Non-Blocking AI: Async UX Patterns That Keep Applications Responsive While Agents Work

May 5, 2026 · 11 min read

Software Engineer

Most teams discover the synchronous UI problem the same way: a user clicks "Generate report" and the browser tab goes silent for forty seconds. No spinner, no progress, just a frozen button. Half the users hit refresh and submit twice. The other half assume the product is broken and close the tab.

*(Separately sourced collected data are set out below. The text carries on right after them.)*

//! The external value binding: an observable numeric property the widget
//! reads, writes, and watches.
//!
//! `BoundValue` is the seam the host implements; [`Property`] is the
//! standard single-threaded implementation, and doubles as the test
//! double everywhere the widget's own tests need a binding.

use std::cell::RefCell;
use std::rc::{Rc, Weak};

use slotmap::{SlotMap, new_key_type};

use crate::error::BindingError;

new_key_type! {
    pub struct SubKey;
}

/// What a change notification is about.
#[derive(Clone, Copy, Debug, PartialEq, Eq)]
pub enum Change {
    /// The bound value itself changed.
    Value,
    /// The property's declared low/high range changed (dynamic bounds).
    Bounds,
}

/// A numeric property with optional declared bounds and an optional
/// integral constraint, exposed to the widget through a narrow surface.
///
/// Notifications are synchronous: `set` calls subscribers before it
/// returns, and subscribers may re-enter `get`.
pub trait BoundValue {
    fn get(&self) -> f64;

    /// Assign a value. Fails when the value violates the property's
    /// integral constraint or its declared range; on failure the stored
    /// value is untouched and nothing is notified.
    fn set(&self, value: f64) -> Result<(), BindingError>;

    /// The range declared on the property itself, if any.
    fn declared_range(&self) -> (Option<f64>, Option<f64>);

    /// Whether the property only accepts whole numbers.
    fn is_integral(&self) -> bool;

    fn subscribe(&self, f: Box<dyn Fn(Change)>) -> SubKey;
    fn unsubscribe(&self, key: SubKey);
}

struct PropertyInner {
    value: f64,
    low: Option<f64>,
    high: Option<f64>,
    integral: bool,
    subs: SlotMap<SubKey, Rc<dyn Fn(Change)>>,
}

/// Standard in-process [`BoundValue`]. Hosts wrap one in an `Rc` and
/// hand it to the widget; external writers keep their own `Rc` and call
/// `set`/`declare_range` to push changes in.
pub struct Property {
    inner: RefCell<PropertyInner>,
}

impl Property {
    pub fn float(value: f64) -> Self {
        Self {
            inner: RefCell::new(PropertyInner {
                value,
                low: None,
                high: None,
                integral: false,
                subs: SlotMap::with_key(),
            }),
        }
    }

    /// A property constrained to whole numbers.
    pub fn int(value: i64) -> Self {
        let p = Self::float(value as f64);
        p.inner.borrow_mut().integral = true;
        p
    }

    /// Declare (or re-declare) the property's own range. Subscribers are
    /// told the bounds changed. Both-set bounds must satisfy low <= high.
    pub fn declare_range(&self, low: Option<f64>, high: Option<f64>) {
        if let (Some(lo), Some(hi)) = (low, high) {
            debug_assert!(lo <= hi, "declared range inverted: {lo} > {hi}");
        }
        {
            let mut inner = self.inner.borrow_mut();
            inner.low = low;
            inner.high = high;
        }
        self.notify(Change::Bounds);
    }

    fn validate(inner: &PropertyInner, value: f64) -> Result<(), BindingError> {
        if inner.integral && value.fract() != 0.0 {
            return Err(BindingError::NotIntegral { value });
        }
        let below = inner.low.is_some_and(|lo| value < lo);
        let above = inner.high.is_some_and(|hi| value > hi);
        if below || above {
            return Err(BindingError::OutOfRange {
                value,
                low: inner.low,
                high: inner.high,
            });
        }
        Ok(())
    }

    fn notify(&self, change: Change) {
        // Collect first so subscribers can re-enter the property (get,
        // subscribe, even set) without tripping the RefCell.
        let subs: Vec<Rc<dyn Fn(Change)>> = self.inner.borrow().subs.values().cloned().collect();
        for sub in subs {
            sub(change);
        }
    }
}

impl BoundValue for Property {
    fn get(&self) -> f64 {
        self.inner.borrow().value
    }

    fn set(&self, value: f64) -> Result<(), BindingError> {
        {
            let mut inner = self.inner.borrow_mut();
            Self::validate(&inner, value).inspect_err(|err| {
                log::debug!("property rejected {value}: {err}");
            })?;
            if inner.value == value {
                return Ok(());
            }
            inner.value = value;
        }
        self.notify(Change::Value);
        Ok(())
    }

    fn declared_range(&self) -> (Option<f64>, Option<f64>) {
        let inner = self.inner.borrow();
        (inner.low, inner.high)
    }

    fn is_integral(&self) -> bool {
        self.inner.borrow().integral
    }

    fn subscribe(&self, f: Box<dyn Fn(Change)>) -> SubKey {
        self.inner.borrow_mut().subs.insert(Rc::from(f))
    }

    fn unsubscribe(&self, key: SubKey) {
        self.inner.borrow_mut().subs.remove(key);
    }
}

/// RAII subscription: unsubscribes on drop. Holds only a weak reference
/// to the source, so dropping after the property is gone is a no-op.
pub struct Subscription {
    key: SubKey,
    source: Weak<dyn BoundValue>,
}

impl Subscription {
    pub fn new(source: &Rc<dyn BoundValue>, f: Box<dyn Fn(Change)>) -> Self {
        let key = source.subscribe(f);
        Self {
            key,
            source: Rc::downgrade(source),
        }
    }
}

impl Drop for Subscription {
    fn drop(&mut self) {
        if let Some(source) = self.source.upgrade() {
            source.unsubscribe(self.key);
        }
    }
}

#[cfg(test)]
mod tests {
    use super::*;
    use std::cell::Cell;

    #[test]
    fn set_and_get() {
        let p = Property::float(42.0);
        assert_eq!(p.get(), 42.0);
        p.set(100.0).unwrap();
        assert_eq!(p.get(), 100.0);
    }

    #[test]
    fn integral_rejects_fractions() {
        let p = Property::int(5);
        assert_eq!(
            p.set(5.7),
            Err(BindingError::NotIntegral { value: 5.7 })
        );
        assert_eq!(p.get(), 5.0);
        p.set(6.0).unwrap();
        assert_eq!(p.get(), 6.0);
    }

    #[test]
    fn declared_range_rejects_outside() {
        let p = Property::float(5.0);
        p.declare_range(Some(0.0), Some(10.0));
        assert!(p.set(11.0).is_err());
        assert!(p.set(-0.5).is_err());
        assert_eq!(p.get(), 5.0);
        p.set(10.0).unwrap();
    }

    #[test]
    fn notifies_value_and_bounds() {
        let p = Property::float(0.0);
        let last = Rc::new(Cell::new(None));
        let last2 = last.clone();
        p.subscribe(Box::new(move |c| last2.set(Some(c))));

        p.set(1.0).unwrap();
        assert_eq!(last.get(), Some(Change::Value));
        p.declare_range(Some(0.0), None);
        assert_eq!(last.get(), Some(Change::Bounds));
    }

    #[test]
    fn equal_set_does_not_notify() {
        let p = Property::float(3.0);
        let count = Rc::new(Cell::new(0));
        let count2 = count.clone();
        p.subscribe(Box::new(move |_| count2.set(count2.get() + 1)));
        p.set(3.0).unwrap();
        assert_eq!(count.get(), 0);
    }

    #[test]
    fn failed_set_does_not_notify() {
        let p = Property::int(1);
        let count = Rc::new(Cell::new(0));
        let count2 = count.clone();
        p.subscribe(Box::new(move |_| count2.set(count2.get() + 1)));
        let _ = p.set(1.5);
        assert_eq!(count.get(), 0);
    }

    #[test]
    fn subscriber_may_reenter() {
        let p: Rc<dyn BoundValue> = Rc::new(Property::float(0.0));
        let seen = Rc::new(Cell::new(0.0));
        let p2 = Rc::downgrade(&p);
        let seen2 = seen.clone();
        p.subscribe(Box::new(move |_| {
            if let Some(p) = p2.upgrade() {
                seen2.set(p.get());
            }
        }));
        p.set(7.0).unwrap();
        assert_eq!(seen.get(), 7.0);
    }

    #[test]
    fn subscription_drop_unsubscribes() {
        let p: Rc<dyn BoundValue> = Rc::new(Property::float(0.0));
        let count = Rc::new(Cell::new(0));
        let count2 = count.clone();
        let sub = Subscription::new(&p, Box::new(move |_| count2.set(count2.get() + 1)));
        p.set(1.0).unwrap();
        assert_eq!(count.get(), 1);
        drop(sub);
        p.set(2.0).unwrap();
        assert_eq!(count.get(), 1);
    }

    #[test]
    fn subscription_outliving_source_is_harmless() {
        let p: Rc<dyn BoundValue> = Rc::new(Property::float(0.0));
        let sub = Subscription::new(&p, Box::new(|_| {}));
        drop(p);
        drop(sub); // must not panic
    }
}
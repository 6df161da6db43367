//! Factory-level configuration for a scrubber, and the palette lookup
//! derived from it.

use scrub_core::Color;
use serde::{Deserialize, Serialize};

#[derive(Clone, Copy, Debug, Default, PartialEq, Eq, Serialize, Deserialize)]
#[serde(rename_all = "lowercase")]
pub enum Alignment {
    Left,
    #[default]
    Center,
    Right,
}

/// Which palette entry applies right now. Hover and drag are tracked
/// independently; drag wins.
#[derive(Clone, Copy, Debug, PartialEq, Eq)]
pub enum VisualState {
    Normal,
    Hover,
    Active,
}

macro_rules! builder_field {
    ($(#[$meta:meta])* $name:ident: $ty:ty) => {
        $(#[$meta])*
        pub fn $name(mut self, $name: $ty) -> Self {
            self.$name = $name;
            self
        }
    };
}

/// Options a host hands the widget factory. All colors are nullable;
/// `None` means transparent / inherit from the parent.
#[derive(Clone, Debug, PartialEq, Serialize, Deserialize)]
#[serde(default)]
pub struct ScrubberConfig {
    /// Static low bound. Only honored together with `high` when
    /// `high > low`; otherwise bounds come from the binding itself.
    pub low: f64,
    /// Static high bound (see `low`).
    pub high: f64,
    /// Drag increment; 0 means auto-compute from the range.
    pub increment: f64,
    pub alignment: Alignment,
    pub color: Option<Color>,
    pub hover_color: Option<Color>,
    pub active_color: Option<Color>,
    pub border_color: Option<Color>,
    pub text_color: Color,
    /// Fixed tooltip; when set it wins over the generated range tooltip.
    pub tooltip: Option<String>,
}

impl Default for ScrubberConfig {
    fn default() -> Self {
        Self {
            low: 0.0,
            high: 0.0,
            increment: 0.0,
            alignment: Alignment::default(),
            color: None,
            hover_color: None,
            active_color: None,
            border_color: None,
            text_color: Color::BLACK,
            tooltip: None,
        }
    }
}

impl ScrubberConfig {
    pub fn new() -> Self {
        Self::default()
    }

    pub fn bounds(mut self, low: f64, high: f64) -> Self {
        self.low = low;
        self.high = high;
        self
    }

    builder_field!(increment: f64);
    builder_field!(alignment: Alignment);
    builder_field!(color: Option<Color>);
    builder_field!(hover_color: Option<Color>);
    builder_field!(active_color: Option<Color>);
    builder_field!(border_color: Option<Color>);
    builder_field!(text_color: Color);
    builder_field!(tooltip: Option<String>);

    /// The configured bounds, when they are usable as-is. `high > low`
    /// is the sole trigger; anything else defers to the binding's own
    /// declared range.
    pub fn static_bounds(&self) -> Option<(Option<f64>, Option<f64>)> {
        (self.high > self.low).then_some((Some(self.low), Some(self.high)))
    }

    /// Background fill for a visual state. Active and hover colors fall
    /// back to the base color when unconfigured; `None` all the way
    /// down means the parent paints the background.
    pub fn fill(&self, state: VisualState) -> Option<Color> {
        match state {
            VisualState::Active => self.active_color.or(self.color),
            VisualState::Hover => self.hover_color.or(self.color),
            VisualState::Normal => self.color,
        }
    }
}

The root issue is not agent latency — it's that LLM-backed agents operate on timescales that break every assumption baked into synchronous request-response UX. A single GPT-4o call averages 8–15 seconds. A multi-step agent that searches the web, reads three documents, writes a draft, then formats the output can take two to four minutes. You cannot make that feel fast by optimizing the agent. You have to redesign the contract between your backend and your UI.

This article covers the full stack of patterns that make long-running agent work feel acceptable to users — from token streaming on the frontend to job queues on the backend, with the cancellation semantics and race condition fixes in between.

The Latency Stack Is Not Going Away

Before diving into patterns, it helps to understand why the latency problem is structural. A naive agent chain compounds delays at every layer:

LLM inference: 3–15 seconds per call at P50, often 30+ seconds at P95 under load
Tool calls: Each web search, database query, or API call adds 1–5 seconds
Multi-step reasoning: A chain of five LLM calls with tool use between them routinely hits two minutes
Structured output overhead: Constraining the model to JSON schemas eliminates streaming and adds another round-trip

The traditional fix — faster infrastructure — helps at the margins but doesn't change the order of magnitude. A 3-second response time is an abandonment trigger; sub-2-second P95 is the defensible bar for chat UX. No model speed improvement gets a complex agent chain under that threshold. The fix is to change what the user experiences while waiting, not to eliminate the wait.

Streaming First: Make Every Token Visible

The single highest-leverage change for agent UX is streaming output at the token level. Instead of waiting for the model to finish generating and then flushing the response, stream tokens to the client as they're produced. Users typically see the first token within 2–3 seconds even when total completion takes 60+ seconds — and a response that's visibly growing feels very different from a blank screen.

Server-Sent Events (SSE) is the right transport for most setups. It's unidirectional server-to-client, works over standard HTTP without upgrade handshakes, handles reconnection automatically, and integrates natively with the Fetch API. WebSockets make sense when you need bidirectional real-time communication (user is editing a document while the agent is also writing to it), but for the common case of "agent produces output, user reads it," SSE is simpler and sufficient.

The harder problem is structured output. If you're asking the model to return JSON — a table of results, a list of action items, a set of code changes — vanilla streaming breaks because you can't render partial JSON. The practical fix is to stream the response as raw text, use an incremental JSON parser (libraries exist for JavaScript, Python, and Go), and render completed fields as they become parseable. The Vercel AI SDK's createDataStreamResponse takes this further, letting you interleave structured metadata (retrieved documents, tool results) into the stream before the LLM even begins its response.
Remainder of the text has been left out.